Contacté par l'AFP, TotalEnergies indique n'avoir "aucune information sur la plainte évoquée. Et ni la Compagnie ni ses dirigeants n’ont reçu de demande d’audition à ce sujet".
- "Ecocide" -
La multinationale basée à Paris a adopté une ambition de neutralité carbone en 2050 mais ajoute toujours "ensemble avec la société", c'est-à-dire qu'elle conditionne cette ambition à l'engagement climatique des pays, proposant que tant que le monde aurait besoin de pétrole ou de gaz, elle continuerait à en fournir. Et ses propres documents prévoient une empreinte carbone totale à peine réduite d'ici 2030, par rapport à 2015.
Elle cite "des investissements", des "nouveaux métiers" et une "baisse significative des émissions de gaz à effet de serre", réduites en Europe de "23% entre 2015 et 2021". TotalEnergies ajoute avoir désormais "17 gigawatts (GW) de capacités renouvelables (éolien, solaire...) installées dans le monde, contre près de 0 GW en 2018".
Pour Wild Legal, TotalEnergies "dans sa communication affiche son objectif de neutralité carbone alors même que la société poursuit ses investissements dans des énergies fossiles fortement polluantes en France et ailleurs".
"Cette stratégie de communication vise à tromper les consommateurs, alors que pour une grande majorité d'entre eux, la politique environnementale d'une entreprise est un critère substantiel de leurs choix d'achat", estime l'association.
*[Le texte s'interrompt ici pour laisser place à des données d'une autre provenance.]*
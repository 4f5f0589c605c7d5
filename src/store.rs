//! Conversion task records and the registry that holds them.
//!
//! A [`Task`] tracks one conversion from upload to result. The registry is
//! behind the [`TaskStore`] trait; [`InMemoryTaskStore`] is a process-wide
//! map guarded by a `Mutex`, which is what lets the per-page progress
//! callback update it from concurrent page tasks.

use crate::error::ConvertError;
use crate::detect::FileType;
use chrono::{DateTime, Utc};
use serde::{Deserialize, Serialize};
use std::collections::{BTreeMap, HashMap};
use std::fmt;
use std::path::PathBuf;
use std::sync::{Mutex, MutexGuard};
use uuid::Uuid;

#[derive(Debug, Clone, Copy, PartialEq, Eq, Hash, Serialize, Deserialize)]
#[serde(rename_all = "lowercase")]
pub enum TaskStatus {
    Pending,
    Processing,
    Completed,
    Failed,
    Cancelled,
}

impl TaskStatus {
    pub fn as_str(&self) -> &'static str {
        match self {
            TaskStatus::Pending => "pending",
            TaskStatus::Processing => "processing",
            TaskStatus::Completed => "completed",
            TaskStatus::Failed => "failed",
            TaskStatus::Cancelled => "cancelled",
        }
    }

    /// No further transitions happen from a terminal state.
    pub fn is_terminal(&self) -> bool {
        matches!(
            self,
            TaskStatus::Completed | TaskStatus::Failed | TaskStatus::Cancelled
        )
    }
}

impl fmt::Display for TaskStatus {
    fn fmt(&self, f: &mut fmt::Formatter<'_>) -> fmt::Result {
        f.write_str(self.as_str())
    }
}

/// One conversion job.
#[derive(Debug, Clone, PartialEq, Serialize, Deserialize)]
pub struct Task {
    /// `task_` followed by 12 hex digits.
    pub task_id: String,
    pub filename: String,
    pub file_path: PathBuf,
    pub file_type: FileType,
    pub status: TaskStatus,
    /// 0–100.
    pub progress: u8,
    pub current_page: usize,
    pub total_pages: usize,
    pub result_path: Option<PathBuf>,
    pub error: Option<String>,
    pub metadata: BTreeMap<String, serde_json::Value>,
    pub created_at: DateTime<Utc>,
    pub updated_at: DateTime<Utc>,
    pub completed_at: Option<DateTime<Utc>>,
}

pub fn new_task_id() -> String {
    let hex = Uuid::new_v4().simple().to_string();
    format!("task_{}", &hex[..12])
}

impl Task {
    pub fn new(filename: impl Into<String>, file_path: impl Into<PathBuf>, file_type: FileType) -> Self {
        let now = Utc::now();
        Self {
            task_id: new_task_id(),
            filename: filename.into(),
            file_path: file_path.into(),
            file_type,
            status: TaskStatus::Pending,
            progress: 0,
            current_page: 0,
            total_pages: 0,
            result_path: None,
            error: None,
            metadata: BTreeMap::new(),
            created_at: now,
            updated_at: now,
            completed_at: None,
        }
    }

    pub fn mark_processing(&mut self) {
        self.status = TaskStatus::Processing;
        self.updated_at = Utc::now();
    }

    /// Progress is the share of pages done, rounded down.
    pub fn update_progress(&mut self, current_page: usize, total_pages: usize) {
        self.current_page = current_page;
        self.total_pages = total_pages;
        if total_pages > 0 {
            self.progress = (current_page.min(total_pages) * 100 / total_pages) as u8;
        }
        self.updated_at = Utc::now();
    }

    pub fn mark_completed(
        &mut self,
        result_path: PathBuf,
        metadata: BTreeMap<String, serde_json::Value>,
    ) {
        let now = Utc::now();
        self.status = TaskStatus::Completed;
        self.result_path = Some(result_path);
        self.metadata.extend(metadata);
        self.progress = 100;
        self.completed_at = Some(now);
        self.updated_at = now;
    }

    pub fn mark_failed(&mut self, error: impl Into<String>) {
        self.status = TaskStatus::Failed;
        self.error = Some(error.into());
        self.updated_at = Utc::now();
    }

    pub fn mark_cancelled(&mut self) {
        self.status = TaskStatus::Cancelled;
        self.updated_at = Utc::now();
    }
}

/// Registry of tasks.
pub trait TaskStore: Send + Sync {
    fn insert(&self, task: Task);

    fn get(&self, task_id: &str) -> Result<Task, ConvertError>;

    /// Apply `f` to the stored task and return the updated copy.
    fn update(&self, task_id: &str, f: &mut dyn FnMut(&mut Task)) -> Result<Task, ConvertError>;

    /// Newest first.
    fn list(&self) -> Vec<Task>;

    fn delete(&self, task_id: &str) -> Result<Task, ConvertError>;
}

#[derive(Debug, Default)]
pub struct InMemoryTaskStore {
    tasks: Mutex<HashMap<String, Task>>,
}

impl InMemoryTaskStore {
    pub fn new() -> Self {
        Self::default()
    }

    // Updates are applied to a clone and written back whole, so a poisoned
    // map is still consistent.
    fn lock(&self) -> MutexGuard<'_, HashMap<String, Task>> {
        self.tasks.lock().unwrap_or_else(|poisoned| poisoned.into_inner())
    }
}

fn not_found(task_id: &str) -> ConvertError {
    ConvertError::TaskNotFound {
        task_id: task_id.to_string(),
    }
}

impl TaskStore for InMemoryTaskStore {
    fn insert(&self, task: Task) {
        self.lock().insert(task.task_id.clone(), task);
    }

    fn get(&self, task_id: &str) -> Result<Task, ConvertError> {
        self.lock().get(task_id).cloned().ok_or_else(|| not_found(task_id))
    }

    fn update(&self, task_id: &str, f: &mut dyn FnMut(&mut Task)) -> Result<Task, ConvertError> {
        let mut tasks = self.lock();
        let task = tasks.get_mut(task_id).ok_or_else(|| not_found(task_id))?;
        let mut updated = task.clone();
        f(&mut updated);
        *task = updated.clone();
        Ok(updated)
    }

    fn list(&self) -> Vec<Task> {
        let mut tasks: Vec<Task> = self.lock().values().cloned().collect();
        tasks.sort_by(|a, b| b.created_at.cmp(&a.created_at));
        tasks
    }

    fn delete(&self, task_id: &str) -> Result<Task, ConvertError> {
        self.lock().remove(task_id).ok_or_else(|| not_found(task_id))
    }
}

#[cfg(test)]
mod tests {
    use super::*;

    #[test]
    fn task_ids_have_fixed_shape() {
        let id = new_task_id();
        assert!(id.starts_with("task_"));
        assert_eq!(id.len(), 17);
        assert!(id[5..].chars().all(|c| c.is_ascii_hexdigit()));
        assert_ne!(id, new_task_id());
    }

    #[test]
    fn progress_is_percentage_of_pages() {
        let mut task = Task::new("a.pdf", "/tmp/a.pdf", FileType::Pdf);
        task.update_progress(1, 3);
        assert_eq!(task.progress, 33);
        task.update_progress(5, 3);
        assert_eq!(task.progress, 100);
        task.update_progress(0, 0);
        assert_eq!(task.progress, 100, "zero total leaves progress alone");
    }

    #[test]
    fn lifecycle() {
        let mut task = Task::new("a.pdf", "/tmp/a.pdf", FileType::Pdf);
        assert_eq!(task.status, TaskStatus::Pending);
        task.mark_processing();
        assert!(!task.status.is_terminal());

        let mut meta = BTreeMap::new();
        meta.insert("ocr_pages".to_string(), serde_json::json!(2));
        task.mark_completed(PathBuf::from("/out/a.md"), meta);
        assert_eq!(task.status, TaskStatus::Completed);
        assert_eq!(task.progress, 100);
        assert!(task.completed_at.is_some());
        assert_eq!(task.metadata["ocr_pages"], 2);
    }

    #[test]
    fn store_crud() {
        let store = InMemoryTaskStore::new();
        let task = Task::new("a.pdf", "/tmp/a.pdf", FileType::Pdf);
        let id = task.task_id.clone();
        store.insert(task);

        let updated = store
            .update(&id, &mut |t| t.mark_failed("pdfium exploded"))
            .unwrap();
        assert_eq!(updated.status, TaskStatus::Failed);
        assert_eq!(store.get(&id).unwrap().error.as_deref(), Some("pdfium exploded"));
        assert_eq!(store.list().len(), 1);

        store.delete(&id).unwrap();
        assert!(matches!(store.get(&id), Err(ConvertError::TaskNotFound { .. })));
        assert!(store.delete(&id).is_err());
    }

    #[test]
    fn status_serialises_lowercase() {
        assert_eq!(
            serde_json::to_string(&TaskStatus::Cancelled).unwrap(),
            "\"cancelled\""
        );
    }
}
Un complément de plainte, en 2021, mentionne le développement d'ici 2025 de 400 puits de forage pétrolier en Ouganda, le projet Tilenga, prolongé par la réalisation d'un pipeline de plus de 1.400 km (projet Eacop).
En avril 2022, elles ont de nouveau porté plainte, reprochant "d'autres pratiques" à l'origine selon elles "d'un écocide", a expliqué à l'AFP le ministère public. Encore à l'étude, cette plainte n'a pas, à ce stade, provoqué l'ouverture d'une enquête ou été jointe aux investigations en cours.
Ce n'est pas la première fois que les projets de TotalEnergies sont dans le viseur de la justice. Fin décembre, le géant a été assigné par six ONG pour sur son mégaprojet pétrolier en Ouganda et en Tanzanie, en vertu d'une loi qui depuis 2017 impose aux multinationales un "devoir de vigilance" sur leurs activités mondiales.
La décision dans cette affaire sera rendue le 28 février.
En parallèle, à Nanterre, l'enquête pour "pratiques commerciales trompeuses" se poursuit.
Pour Clara Gonzales de Greenpeace, l'intérêt de ces procédures nouvelles est de donner "au juge l'opportunité de trancher ce débat, et de renforcer le cadre juridique de la communication des entreprises."